Stored data entries
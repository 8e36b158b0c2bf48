//! Discrete particles vs continuum density
//!
//! N particles bounce around a closed box. The user drags out a control
//! volume; its density (count / area * 1000) fluctuates wildly for small
//! volumes and settles on the box-wide value as the volume grows.

use std::collections::VecDeque;

use rand::rngs::StdRng;
use rand::{Rng, SeedableRng};
use tracing::info;

use crate::configuration::config::DensityConfig;
use crate::simulation::animation::FrameApp;
use crate::simulation::integrator::drift_reflect;
use crate::simulation::params::Parameters;
use crate::simulation::states::{ControlVolume, Domain, NVec2, Particle};
use crate::visualization::canvas::{Canvas, ACCENT, BACKGROUND, GRID, WHITE};
use crate::visualization::heatmap::ColorRamp;

/// Densities are reported per 1000 units of area
pub const DENSITY_SCALE: f64 = 1000.0;

#[derive(Debug, Clone, Copy, PartialEq)]
pub struct DensitySample {
    pub count: usize,
    pub area: f64,
    pub density: f64,
    pub deviation: f64, // relative to the global density
}

pub struct DensityApp {
    domain: Domain,
    params: Parameters,
    cfg: DensityConfig,
    rng: StdRng,
    pub t: f64,
    pub particles: Vec<Particle>,
    pub control_volume: Option<ControlVolume>,
    drag_start: Option<NVec2>,
    history: VecDeque<DensitySample>,
}

impl DensityApp {
    pub fn new(domain: Domain, params: Parameters, cfg: DensityConfig) -> Self {
        let mut app = Self {
            domain,
            rng: StdRng::seed_from_u64(params.seed),
            params,
            cfg,
            t: 0.0,
            particles: Vec::new(),
            control_volume: None,
            drag_start: None,
            history: VecDeque::new(),
        };
        app.reset();
        app
    }

    /// Box-wide density, N / area * 1000
    pub fn global_density(&self) -> f64 {
        self.particles.len() as f64 / self.domain.area() * DENSITY_SCALE
    }

    pub fn sample_volume(&self, cv: &ControlVolume) -> DensitySample {
        let count = self.particles.iter().filter(|p| cv.contains(&p.x)).count();
        let area = cv.area();
        let density = if area > 0.0 { count as f64 / area * DENSITY_SCALE } else { 0.0 };
        let global = self.global_density();
        let deviation = if global > 0.0 { (density - global) / global } else { 0.0 };
        DensitySample { count, area, density, deviation }
    }

    /// Sample the current control volume, if one is defined
    pub fn sample(&self) -> Option<DensitySample> {
        self.control_volume.as_ref().map(|cv| self.sample_volume(cv))
    }

    /// Densities of centered squares of each size around `center`
    pub fn density_vs_size(&self, center: NVec2, sizes: &[f64]) -> Vec<DensitySample> {
        sizes.iter().map(|&s| self.sample_volume(&ControlVolume::square(center, s))).collect()
    }

    pub fn history(&self) -> impl Iterator<Item = &DensitySample> {
        self.history.iter()
    }

    /// Neighbor count within `radius` as each particle's visual weight
    pub fn update_weights(&mut self, radius: f64) {
        let r2 = radius * radius;
        let positions: Vec<NVec2> = self.particles.iter().map(|p| p.x).collect();
        for (i, particle) in self.particles.iter_mut().enumerate() {
            let neighbors = positions
                .iter()
                .enumerate()
                .filter(|(j, q)| *j != i && (*q - particle.x).norm_squared() <= r2)
                .count();
            particle.weight = neighbors as f64;
        }
    }

    pub fn set_control_volume(&mut self, a: NVec2, b: NVec2) {
        self.control_volume = Some(ControlVolume::from_corners(a, b));
        self.history.clear();
    }

    pub fn clear_control_volume(&mut self) {
        self.control_volume = None;
        self.history.clear();
    }
}

impl FrameApp for DensityApp {
    fn name(&self) -> &'static str {
        "density"
    }

    fn update(&mut self, dt: f64) {
        drift_reflect(&mut self.particles, &self.domain, dt);
        self.update_weights(self.cfg.weight_radius);
        if let Some(sample) = self.sample() {
            self.history.push_back(sample);
            while self.history.len() > self.cfg.history {
                self.history.pop_front();
            }
        }
        self.t += dt;
    }

    fn render(&self, canvas: &mut Canvas) {
        canvas.clear(BACKGROUND);
        canvas.draw_rect_outline(&self.domain.min, &self.domain.max, GRID);

        let max_weight = self.particles.iter().map(|p| p.weight).fold(1.0, f64::max);
        let radius_px = self.cfg.particle_radius * canvas.viewport.scale();
        for p in &self.particles {
            canvas.fill_disc(&p.x, radius_px, ColorRamp::Viridis.color(p.weight / max_weight));
        }

        if let Some(cv) = &self.control_volume {
            canvas.draw_rect_outline(&cv.min, &cv.max, ACCENT);
        }

        // density history along the bottom strip, global density as the midline
        let global = self.global_density();
        if self.history.len() > 1 && global > 0.0 {
            let strip = 0.15 * self.domain.height();
            let base = self.domain.min.y + 0.5 * strip;
            let n = self.cfg.history.max(2) as f64;
            let points: Vec<NVec2> = self
                .history
                .iter()
                .enumerate()
                .map(|(i, s)| {
                    let x = self.domain.min.x + self.domain.width() * i as f64 / (n - 1.0);
                    let y = base + 0.5 * strip * s.deviation.clamp(-1.0, 1.0);
                    NVec2::new(x, y)
                })
                .collect();
            canvas.draw_line(&NVec2::new(self.domain.min.x, base), &NVec2::new(self.domain.max.x, base), GRID);
            canvas.draw_polyline(points.iter(), WHITE);
        }
    }

    fn reset(&mut self) {
        self.t = 0.0;
        self.rng = StdRng::seed_from_u64(self.params.seed);
        let (domain, speed) = (self.domain, self.cfg.speed);
        self.particles = (0..self.params.particle_count)
            .map(|_| {
                let angle = self.rng.gen::<f64>() * std::f64::consts::TAU;
                let s = self.rng.gen::<f64>() * speed;
                Particle::new(domain.random_point(&mut self.rng), f64::INFINITY, 0)
                    .with_velocity(NVec2::new(s * angle.cos(), s * angle.sin()))
            })
            .collect();
        self.control_volume = self
            .cfg
            .control_volume
            .map(|[x0, y0, x1, y1]| ControlVolume::from_corners(NVec2::new(x0, y0), NVec2::new(x1, y1)));
        self.drag_start = None;
        self.history.clear();
        self.update_weights(self.cfg.weight_radius);
        info!(particles = self.particles.len(), global_density = self.global_density(), "density sampler reset");
    }

    fn status(&self) -> String {
        match self.sample() {
            Some(s) => format!(
                "global = {:.2}  volume: n = {} area = {:.3} density = {:.2} ({:+.1}%)",
                self.global_density(),
                s.count,
                s.area,
                s.density,
                100.0 * s.deviation
            ),
            None => format!("global = {:.2}  drag to define a control volume", self.global_density()),
        }
    }

    fn pointer_down(&mut self, p: NVec2) {
        self.drag_start = Some(self.domain.clamp(p));
        self.clear_control_volume();
    }

    fn pointer_move(&mut self, p: NVec2) {
        if let Some(start) = self.drag_start {
            self.control_volume = Some(ControlVolume::from_corners(start, self.domain.clamp(p)));
        }
    }

    fn pointer_up(&mut self, p: NVec2) {
        if let Some(start) = self.drag_start.take() {
            let end = self.domain.clamp(p);
            if (end - start).norm() > 1e-9 {
                self.set_control_volume(start, end);
            }
        }
    }
}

ASSIGNMENT
Please reproduce exactly the lines from the first one of the records above through the line containing "use std::collections::VecDeque;", both included, and nothing else.

RESULT OF THIS EXERCISE
repository 8e36b158b0c2bf48
//! Discrete particles vs continuum density
//!
//! N particles bounce around a closed box. The user drags out a control
//! volume; its density (count / area * 1000) fluctuates wildly for small
//! volumes and settles on the box-wide value as the volume grows.

use std::collections::VecDeque;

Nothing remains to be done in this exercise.